▶ **Work task**
Starting at the top of the entries, restate word for word each line up to and including the one with "mod animator;".

▶ **Entries supplied**
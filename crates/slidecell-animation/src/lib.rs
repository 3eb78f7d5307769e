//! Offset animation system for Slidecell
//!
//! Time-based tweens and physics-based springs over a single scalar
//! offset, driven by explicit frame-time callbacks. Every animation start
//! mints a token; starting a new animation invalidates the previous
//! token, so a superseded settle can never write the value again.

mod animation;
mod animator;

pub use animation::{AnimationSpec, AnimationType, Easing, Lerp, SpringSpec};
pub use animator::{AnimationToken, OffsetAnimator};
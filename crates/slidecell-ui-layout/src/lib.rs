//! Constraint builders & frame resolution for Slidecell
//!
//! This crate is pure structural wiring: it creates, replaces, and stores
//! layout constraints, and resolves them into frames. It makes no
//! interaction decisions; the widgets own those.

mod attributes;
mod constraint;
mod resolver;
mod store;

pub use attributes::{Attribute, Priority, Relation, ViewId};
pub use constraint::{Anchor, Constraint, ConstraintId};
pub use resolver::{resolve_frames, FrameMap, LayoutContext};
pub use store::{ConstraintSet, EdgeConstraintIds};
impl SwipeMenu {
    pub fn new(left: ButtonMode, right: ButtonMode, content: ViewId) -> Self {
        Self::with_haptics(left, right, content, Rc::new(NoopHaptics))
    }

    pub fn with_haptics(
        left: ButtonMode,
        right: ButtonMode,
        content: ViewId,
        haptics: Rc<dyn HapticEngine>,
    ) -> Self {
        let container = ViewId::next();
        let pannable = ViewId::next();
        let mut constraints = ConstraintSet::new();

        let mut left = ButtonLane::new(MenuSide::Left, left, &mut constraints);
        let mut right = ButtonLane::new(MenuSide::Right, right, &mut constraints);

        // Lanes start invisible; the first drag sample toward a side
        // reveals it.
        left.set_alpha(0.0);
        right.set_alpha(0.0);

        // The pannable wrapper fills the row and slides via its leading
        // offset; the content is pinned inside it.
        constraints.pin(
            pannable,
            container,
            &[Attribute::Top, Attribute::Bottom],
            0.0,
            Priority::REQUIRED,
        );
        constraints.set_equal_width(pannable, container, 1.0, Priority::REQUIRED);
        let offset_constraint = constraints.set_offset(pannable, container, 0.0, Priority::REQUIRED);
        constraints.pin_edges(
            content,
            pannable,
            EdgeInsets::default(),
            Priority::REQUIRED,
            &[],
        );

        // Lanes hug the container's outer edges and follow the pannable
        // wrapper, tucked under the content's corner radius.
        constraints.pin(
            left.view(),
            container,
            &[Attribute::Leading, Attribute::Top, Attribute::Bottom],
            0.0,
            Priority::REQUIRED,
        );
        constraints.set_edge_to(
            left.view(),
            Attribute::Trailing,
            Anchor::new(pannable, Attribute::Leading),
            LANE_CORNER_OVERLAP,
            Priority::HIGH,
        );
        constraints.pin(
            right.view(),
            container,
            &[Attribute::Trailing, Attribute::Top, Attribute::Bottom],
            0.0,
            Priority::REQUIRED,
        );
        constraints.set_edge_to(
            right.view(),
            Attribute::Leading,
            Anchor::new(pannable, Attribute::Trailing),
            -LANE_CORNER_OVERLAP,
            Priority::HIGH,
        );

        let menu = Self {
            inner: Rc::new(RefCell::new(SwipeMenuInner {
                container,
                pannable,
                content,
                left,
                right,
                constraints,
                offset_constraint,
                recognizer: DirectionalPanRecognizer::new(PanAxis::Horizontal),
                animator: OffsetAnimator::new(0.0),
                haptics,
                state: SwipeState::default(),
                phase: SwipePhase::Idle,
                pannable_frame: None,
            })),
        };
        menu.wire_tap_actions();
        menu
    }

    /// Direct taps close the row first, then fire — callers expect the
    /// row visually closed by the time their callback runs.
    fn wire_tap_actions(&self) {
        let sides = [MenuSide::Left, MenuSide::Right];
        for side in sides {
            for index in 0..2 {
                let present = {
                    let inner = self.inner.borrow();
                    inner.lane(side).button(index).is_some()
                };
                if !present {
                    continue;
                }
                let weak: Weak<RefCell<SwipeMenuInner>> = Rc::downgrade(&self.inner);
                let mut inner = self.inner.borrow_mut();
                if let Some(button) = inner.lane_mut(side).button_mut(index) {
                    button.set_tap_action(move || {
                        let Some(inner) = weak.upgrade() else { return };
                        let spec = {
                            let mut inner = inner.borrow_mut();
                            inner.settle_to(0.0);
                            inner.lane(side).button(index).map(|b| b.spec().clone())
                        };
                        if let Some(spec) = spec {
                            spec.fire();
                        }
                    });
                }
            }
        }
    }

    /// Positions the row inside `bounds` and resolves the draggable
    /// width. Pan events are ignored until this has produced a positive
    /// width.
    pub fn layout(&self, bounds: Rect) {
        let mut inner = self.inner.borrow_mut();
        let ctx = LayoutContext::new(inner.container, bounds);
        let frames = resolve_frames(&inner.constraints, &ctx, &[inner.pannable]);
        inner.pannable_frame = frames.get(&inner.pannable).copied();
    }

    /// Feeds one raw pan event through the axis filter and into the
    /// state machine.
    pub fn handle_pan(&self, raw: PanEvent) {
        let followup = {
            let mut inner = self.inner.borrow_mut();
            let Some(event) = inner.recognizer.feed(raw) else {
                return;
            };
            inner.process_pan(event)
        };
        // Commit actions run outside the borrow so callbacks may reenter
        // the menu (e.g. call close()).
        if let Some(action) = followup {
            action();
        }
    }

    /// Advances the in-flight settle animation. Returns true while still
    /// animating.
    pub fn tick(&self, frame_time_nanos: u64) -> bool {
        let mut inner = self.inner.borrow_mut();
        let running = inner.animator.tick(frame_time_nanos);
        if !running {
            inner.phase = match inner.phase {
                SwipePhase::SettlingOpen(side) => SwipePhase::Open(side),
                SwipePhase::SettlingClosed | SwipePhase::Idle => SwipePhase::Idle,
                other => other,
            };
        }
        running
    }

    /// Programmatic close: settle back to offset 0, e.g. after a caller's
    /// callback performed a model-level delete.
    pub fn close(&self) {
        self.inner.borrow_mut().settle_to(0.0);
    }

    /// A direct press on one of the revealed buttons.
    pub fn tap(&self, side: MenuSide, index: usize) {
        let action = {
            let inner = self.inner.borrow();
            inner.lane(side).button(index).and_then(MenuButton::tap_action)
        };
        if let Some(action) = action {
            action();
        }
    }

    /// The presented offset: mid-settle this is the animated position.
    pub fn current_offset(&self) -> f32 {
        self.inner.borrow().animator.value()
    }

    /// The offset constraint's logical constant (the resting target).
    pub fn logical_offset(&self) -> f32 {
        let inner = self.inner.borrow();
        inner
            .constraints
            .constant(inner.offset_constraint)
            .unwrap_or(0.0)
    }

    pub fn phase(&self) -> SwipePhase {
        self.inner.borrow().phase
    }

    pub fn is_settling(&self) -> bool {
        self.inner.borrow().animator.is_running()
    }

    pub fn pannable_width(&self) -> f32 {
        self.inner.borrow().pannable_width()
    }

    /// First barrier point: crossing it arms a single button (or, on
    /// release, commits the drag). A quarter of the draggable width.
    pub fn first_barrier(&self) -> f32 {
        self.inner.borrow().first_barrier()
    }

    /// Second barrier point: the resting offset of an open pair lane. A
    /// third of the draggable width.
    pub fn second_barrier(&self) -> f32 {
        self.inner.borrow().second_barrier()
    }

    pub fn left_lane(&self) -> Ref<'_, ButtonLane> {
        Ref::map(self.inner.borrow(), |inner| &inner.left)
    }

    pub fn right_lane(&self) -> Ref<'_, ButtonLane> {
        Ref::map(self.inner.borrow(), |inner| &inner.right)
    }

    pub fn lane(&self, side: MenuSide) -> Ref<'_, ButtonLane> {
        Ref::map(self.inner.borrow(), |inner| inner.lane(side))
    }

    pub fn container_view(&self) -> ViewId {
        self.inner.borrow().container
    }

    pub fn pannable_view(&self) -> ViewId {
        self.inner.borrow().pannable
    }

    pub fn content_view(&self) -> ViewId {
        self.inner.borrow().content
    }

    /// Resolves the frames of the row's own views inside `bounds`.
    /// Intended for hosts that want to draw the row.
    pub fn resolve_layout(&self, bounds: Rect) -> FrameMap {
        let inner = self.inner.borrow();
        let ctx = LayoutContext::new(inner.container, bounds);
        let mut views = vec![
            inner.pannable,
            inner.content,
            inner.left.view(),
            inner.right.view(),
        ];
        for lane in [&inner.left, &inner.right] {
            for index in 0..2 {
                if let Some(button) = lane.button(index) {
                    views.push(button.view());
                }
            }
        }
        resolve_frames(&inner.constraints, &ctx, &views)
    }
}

▶ **Your response**
filename crates/slidecell-animation/src/lib.rs
repository 3eb78f7d5307769e
//! Offset animation system for Slidecell
//!
//! Time-based tweens and physics-based springs over a single scalar
//! offset, driven by explicit frame-time callbacks. Every animation start
//! mints a token; starting a new animation invalidates the previous
//! token, so a superseded settle can never write the value again.

mod animation;
mod animator;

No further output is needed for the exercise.